▶ Task statement
Return the full set of entries exactly. Omit none.

▶ Data supplied
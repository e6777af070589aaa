use thiserror::Error;
use transport_traits::error::TransportError;

#[derive(Error, Debug)]
pub enum ReconcileError {
    #[error("listing collection {collection_id}: {source}")]
    List {
        collection_id: String,
        source: TransportError,
    },

    #[error("deleting item {item_id} ({external_id}): {source}")]
    Delete {
        item_id: String,
        external_id: String,
        source: TransportError,
    },

    #[error("inserting {external_id}: {source}")]
    Insert {
        external_id: String,
        source: TransportError,
    },

    #[error("moving item {item_id} to position {position}: {source}")]
    Reposition {
        item_id: String,
        position: usize,
        source: TransportError,
    },
}

pub type Result<T> = std::result::Result<T, ReconcileError>;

▶ Output for this exercise
repository e6777af070589aaa
use thiserror::Error;
use transport_traits::error::TransportError;

#[derive(Error, Debug)]
pub enum ReconcileError {
    #[error("listing collection {collection_id}: {source}")]
    List {
        collection_id: String,
        source: TransportError,
    },

    #[error("deleting item {item_id} ({external_id}): {source}")]
    Delete {
        item_id: String,
        external_id: String,
        source: TransportError,
    },

    #[error("inserting {external_id}: {source}")]
    Insert {
        external_id: String,
        source: TransportError,
    },

    #[error("moving item {item_id} to position {position}: {source}")]
    Reposition {
        item_id: String,
        position: usize,
        source: TransportError,
    },
}

pub type Result<T> = std::result::Result<T, ReconcileError>;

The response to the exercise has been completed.